I think I would have a hanky close at hand if I were you.
no subject
Date: 14/02/2013 08:02 am (UTC)no subject
Date: 14/02/2013 11:42 am (UTC)The food was good - I kind of grazed as I poured tea, filled kettles and so on so got a taster here and there.
no subject
Date: 14/02/2013 09:24 am (UTC)I was careful with our firstborn until I realized I was going to live in the emergency room if I didn't figure things out! He was a terrible one for breaking toes. After the first time, we realized the medical community can't do much for a broken toe. I can wrap the broken digit to its neighbor as well as the nurse. He did break his foot as the result from a fall from a high piece of equipment, and I did take him to the doctor for that. He had a particularly bad break in a growth plate which worried his doctor, but he seemed to heal and hasn't had problems. All those injuries are the natural consequence of going about full blast rather than sedately. The last time I recall him going about barefoot, he was running through the kitchen and launched himself into our sunken family room. Upon his landing, he impaled his foot with a pencil that had been left on the floor (probably knocked from the end table by Trophy who routinely cleared objects from it). How he managed to spear himself with something that had been lying flat might be puzzling to some, but we were well accustomed to such outcomes. He pulled the pencil out, applied some antibiotic cream, and put a bandage on it. He gave up going barefoot. He doesn't even wear sandals, because he would manage to break toes even then!

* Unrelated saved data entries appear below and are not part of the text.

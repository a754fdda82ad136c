//! Shared contract types for the Veil dispatch engine.
//!
//! Defines the action envelope and its status machine, discovery hit records,
//! redaction helpers, and the engine-wide error taxonomy. Every other Veil
//! crate builds on these types.

pub mod action_envelope;
pub mod error;
pub mod hit;

pub use action_envelope::{
    normalize_evidence_urls, scrub_pii_text, ActionChannel, ActionEnvelope, ActionStatus,
    DraftContent, RedactedIdentity, StructuredFields, DRAFT_BODY_MAX_CHARS,
    DRAFT_SUBJECT_MAX_CHARS, EVIDENCE_URL_MAX_COUNT,
};
pub use error::{EngineError, EngineResult};
pub use hit::{BrokerHit, HitPreview};
use thiserror::Error;

/// Result alias for engine operations.
pub type EngineResult<T> = Result<T, EngineError>;

/// Failure taxonomy shared across selection, dispatch, automation, and
/// signing. Retry decisions key off the variant, never off message text.
#[derive(Debug, Clone, PartialEq, Eq, Error)]
pub enum EngineError {
    /// Required envelope or job fields are missing; rejected immediately.
    #[error("invalid input: {0}")]
    InvalidInput(String),
    /// Rejected at selection time (allow-list or confidence floor); never
    /// reaches dispatch.
    #[error("policy violation: {0}")]
    PolicyViolation(String),
    /// The upstream asked us to slow down; retry after the given delay.
    #[error("rate limited (retry after {retry_after_ms:?} ms)")]
    RateLimited { retry_after_ms: Option<u64> },
    /// Preferred and fallback channels are disallowed or unconfigured.
    #[error("channel unavailable: {hint}")]
    ChannelUnavailable { hint: String },
    /// Handler failure, navigation timeout, or missing submit control.
    /// Retryable up to the job's attempt budget.
    #[error("automation error: {0}")]
    AutomationError(String),
    /// The signing backend is configured but cannot produce a signature.
    /// The ledger fails closed on this in signed modes.
    #[error("signing unavailable: {0}")]
    SigningUnavailable(String),
}

impl EngineError {
    /// Reason code surfaced in reports and audit entries.
    pub fn reason_code(&self) -> &'static str {
        match self {
            Self::InvalidInput(_) => "invalid_input",
            Self::PolicyViolation(_) => "policy_violation",
            Self::RateLimited { .. } => "rate_limited",
            Self::ChannelUnavailable { .. } => "channel_unavailable",
            Self::AutomationError(_) => "automation_error",
            Self::SigningUnavailable(_) => "signing_unavailable",
        }
    }

    /// Returns true when the caller may retry after a delay.
    pub fn is_retryable(&self) -> bool {
        matches!(self, Self::RateLimited { .. } | Self::AutomationError(_))
    }
}
use std::{fs, path::Path, path::PathBuf};

use serde::{Deserialize, Serialize};

use crate::utils;

/// Operator overrides read once at startup from `config.json` in the
/// data directory. Nothing at runtime writes this file.
#[derive(Debug, Clone, Serialize, Deserialize, Default)]
#[serde(default)]
pub struct AppConfig {
    pub admin_password: Option<String>,
    pub export_dir: Option<PathBuf>,
}

pub struct ConfigStore {
    data: AppConfig,
}

impl ConfigStore {
    pub fn load() -> Self {
        let path = utils::config_path();
        let data = read_config(&path).unwrap_or_else(|err| {
            log::warn!("using default config: {err}");
            AppConfig::default()
        });
        Self { data }
    }

    pub fn read(&self) -> AppConfig {
        self.data.clone()
    }
}

fn read_config(path: &Path) -> Result<AppConfig, String> {
    if !path.exists() {
        return Ok(AppConfig::default());
    }
    let contents = fs::read_to_string(path).map_err(|err| err.to_string())?;
    serde_json::from_str(&contents).map_err(|err| err.to_string())
}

During his early years, I really was concerned that authorities might think he was physically abused! Of course, if they had removed him from our home and placed him in "protective" care, they wouldn't have kept him long!
no subject
Date: 14/02/2013 11:49 am (UTC)I remember the same thought, when a broken nose was followed by a broken toe within a couple of months - both having happened in weird circumstances that sounded as if you must, surely, have made them up!

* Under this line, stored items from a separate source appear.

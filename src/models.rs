use serde::{Deserialize, Deserializer, Serialize};
use serde_json::Value;

#[derive(Serialize, Deserialize, Clone, Debug)]
pub struct Event {
    pub id: String, // opaque, assigned at creation, never reused
    pub title: String,
    #[serde(default)]
    pub desc: String,
    pub date: String, // ISO YYYY-MM-DD
    #[serde(default)]
    pub time: String, // HH:MM, empty when unscheduled
    #[serde(default)]
    pub venue: String,
    #[serde(default)]
    pub capacity: u32, // 0 = unlimited
    #[serde(default)]
    pub image: String, // URL or data URI; empty means placeholder at render time
    #[serde(default, skip_serializing_if = "Option::is_none")]
    pub created: Option<String>,
}

#[derive(Serialize, Deserialize, Clone, Debug)]
#[serde(rename_all = "camelCase")]
pub struct Registration {
    pub id: String,
    pub event_id: String, // weak reference, cascaded on event delete
    pub name: String,
    pub email: String,
    #[serde(default)]
    pub phone: String,
    pub reg_id: String, // confirmation code shown to the attendee
    pub created: String,
}

/// Form payload for creating an event. Every field is optional on the
/// wire; capacity tolerates numeric strings and junk (both become 0).
#[derive(Deserialize, Clone, Debug, Default)]
#[serde(default)]
pub struct EventDraft {
    pub title: String,
    pub desc: String,
    pub date: String,
    pub time: String,
    pub venue: String,
    #[serde(deserialize_with = "capacity_or_zero")]
    pub capacity: u32,
    pub image: String,
}

/// Partial update for an existing event. Absent fields keep their
/// stored value, image included.
#[derive(Deserialize, Clone, Debug, Default)]
#[serde(default)]
pub struct EventPatch {
    pub title: Option<String>,
    pub desc: Option<String>,
    pub date: Option<String>,
    pub time: Option<String>,
    pub venue: Option<String>,
    #[serde(deserialize_with = "optional_capacity")]
    pub capacity: Option<u32>,
    pub image: Option<String>,
}

fn capacity_or_zero<'de, D>(deserializer: D) -> Result<u32, D::Error>
where
    D: Deserializer<'de>,
{
    Ok(coerce_capacity(Value::deserialize(deserializer)?))
}

fn optional_capacity<'de, D>(deserializer: D) -> Result<Option<u32>, D::Error>
where
    D: Deserializer<'de>,
{
    Ok(match Value::deserialize(deserializer)? {
        Value::Null => None,
        other => Some(coerce_capacity(other)),
    })
}

fn coerce_capacity(value: Value) -> u32 {
    match value {
        Value::Number(number) => number
            .as_u64()
            .and_then(|n| u32::try_from(n).ok())
            .unwrap_or(0),
        Value::String(text) => text.trim().parse().unwrap_or(0),
        _ => 0,
    }
}

#[cfg(test)]
mod tests {
    use super::*;

    #[test]
    fn draft_capacity_accepts_numbers_and_numeric_strings() {
        let draft: EventDraft =
            serde_json::from_str(r#"{"title":"Expo","capacity":120}"#).expect("draft");
        assert_eq!(draft.capacity, 120);

        let draft: EventDraft =
            serde_json::from_str(r#"{"title":"Expo","capacity":" 45 "}"#).expect("draft");
        assert_eq!(draft.capacity, 45);
    }

    #[test]
    fn draft_capacity_falls_back_to_zero() {
        for payload in [
            r#"{"title":"Expo"}"#,
            r#"{"title":"Expo","capacity":"lots"}"#,
            r#"{"title":"Expo","capacity":-3}"#,
            r#"{"title":"Expo","capacity":null}"#,
        ] {
            let draft: EventDraft = serde_json::from_str(payload).expect("draft");
            assert_eq!(draft.capacity, 0, "payload: {payload}");
        }
    }

    #[test]
    fn patch_capacity_distinguishes_absent_from_unparsable() {
        let patch: EventPatch = serde_json::from_str(r#"{"title":"Expo"}"#).expect("patch");
        assert_eq!(patch.capacity, None);

        let patch: EventPatch = serde_json::from_str(r#"{"capacity":"n/a"}"#).expect("patch");
        assert_eq!(patch.capacity, Some(0));

        let patch: EventPatch = serde_json::from_str(r#"{"capacity":"12"}"#).expect("patch");
        assert_eq!(patch.capacity, Some(12));
    }

    #[test]
    fn registration_round_trips_with_camel_case_fields() {
        let registration = Registration {
            id: "r123".to_string(),
            event_id: "e456".to_string(),
            name: "Dana".to_string(),
            email: "dana@example.com".to_string(),
            phone: String::new(),
            reg_id: "RABC123".to_string(),
            created: "2026-08-01T10:00:00+00:00".to_string(),
        };
        let json = serde_json::to_string(&registration).expect("serialize");
        assert!(json.contains(r#""eventId":"e456""#));
        assert!(json.contains(r#""regId":"RABC123""#));

        let back: Registration = serde_json::from_str(&json).expect("deserialize");
        assert_eq!(back.event_id, registration.event_id);
        assert_eq!(back.reg_id, registration.reg_id);
    }
}
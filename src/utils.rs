use std::{
    fs,
    path::{Path, PathBuf},
};

use dirs::data_dir;
use once_cell::sync::Lazy;

static DATA_ROOT: Lazy<PathBuf> = Lazy::new(|| {
    let base = data_dir()
        .unwrap_or_else(|| std::env::current_dir().unwrap_or_else(|_| PathBuf::from(".")));
    let root = base.join("eventco");
    if let Err(err) = fs::create_dir_all(&root) {
        log::warn!("failed to create data root {}: {err}", root.display());
    }
    root
});

pub fn data_root() -> PathBuf {
    DATA_ROOT.clone()
}

pub fn database_path() -> PathBuf {
    data_root().join("eventco.sqlite")
}

pub fn config_path() -> PathBuf {
    data_root().join("config.json")
}

pub fn exports_dir() -> PathBuf {
    data_root().join("exports")
}

pub fn ensure_parent(path: &Path) {
    if let Some(parent) = path.parent() {
        if let Err(err) = fs::create_dir_all(parent) {
            log::warn!("failed to create parent {}: {err}", parent.display());
        }
    }
}

/// Inline SVG tile bearing the event title, for events without cover
/// art. Generated on demand, never persisted.
pub fn svg_placeholder(title: &str) -> String {
    let svg = format!(
        concat!(
            "<svg xmlns=\"http://www.w3.org/2000/svg\" width=\"1200\" height=\"600\">",
            "<rect width=\"100%\" height=\"100%\" fill=\"#f3f6ff\"/>",
            "<text x=\"48\" y=\"320\" font-size=\"40\" fill=\"#374151\" font-family=\"Arial\">{}</text>",
            "</svg>"
        ),
        escape_xml(title)
    );
    format!("data:image/svg+xml;utf8,{}", urlencoding::encode(&svg))
}

fn escape_xml(input: &str) -> String {
    input
        .replace('&', "&amp;")
        .replace('<', "&lt;")
        .replace('>', "&gt;")
}

#[cfg(test)]
mod tests {
    use super::*;

    #[test]
    fn placeholder_is_a_data_uri_with_the_title_escaped() {
        let uri = svg_placeholder("Tea & <Cakes>");
        assert!(uri.starts_with("data:image/svg+xml;utf8,"));
        assert!(uri.contains(&urlencoding::encode("Tea &amp; &lt;Cakes&gt;").into_owned()));
        assert!(!uri.contains('<'));
    }
}
use uuid::Uuid;

// Prefixes keep the two record families recognizable in exported data;
// uniqueness comes from the uuid payload.

pub fn event_id() -> String {
    prefixed('e')
}

pub fn registration_id() -> String {
    prefixed('r')
}

/// Short confirmation code shown to the attendee. Not an identity:
/// lookups always go through the registration id.
pub fn confirmation_code() -> String {
    let hex = Uuid::new_v4().simple().to_string();
    format!("R{}", hex[..6].to_uppercase())
}

fn prefixed(prefix: char) -> String {
    format!("{prefix}{}", Uuid::new_v4().simple())
}

#[cfg(test)]
mod tests {
    use super::*;
    use std::collections::HashSet;

    #[test]
    fn ids_carry_their_prefix() {
        assert!(event_id().starts_with('e'));
        assert!(registration_id().starts_with('r'));
    }

    #[test]
    fn ids_do_not_collide() {
        let ids: HashSet<String> = (0..1000).map(|_| event_id()).collect();
        assert_eq!(ids.len(), 1000);
    }

    #[test]
    fn confirmation_codes_are_short_and_uppercase() {
        let code = confirmation_code();
        assert_eq!(code.len(), 7);
        assert!(code.starts_with('R'));
        assert!(code[1..].chars().all(|c| c.is_ascii_uppercase() || c.is_ascii_digit()));
    }
}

I can well believe your son managing to spear himself with something that was lying flat on the ground - in our family I was the one who did things like that - and still do, on occasions.
no subject
Date: 15/02/2013 06:57 am (UTC)In our community, parents have to fill out a health form when their child enters middle school. It asked all sorts of questions about broken bones and lacerations. I was horrified that I had to check so many boxes. At that point, I wasn't as worried about governmental intervention for abuse, because he was old enough to explain it all. He was a mixture of fearlessness, curiosity, and carelessness!
no subject
Date: 14/02/2013 05:28 pm (UTC)no subject
Date: 14/02/2013 08:41 pm (UTC)no subject
Date: 14/02/2013 10:38 pm (UTC)I'm laughing at your atitude to illness and injury as I suspect farmers are much the same with their kids. My dad was raised on a farm and we were never hurt or ill. Even when, age 15, I was so concussed from a riding fall I couldn't remember what month of the year it was, my dad still had to be persuaded that seeking medical help might be a good idea!
no subject
Date: 14/02/2013 11:11 pm (UTC)The food was very good - it was a bit like feeding the 5,000 - but with better provisions!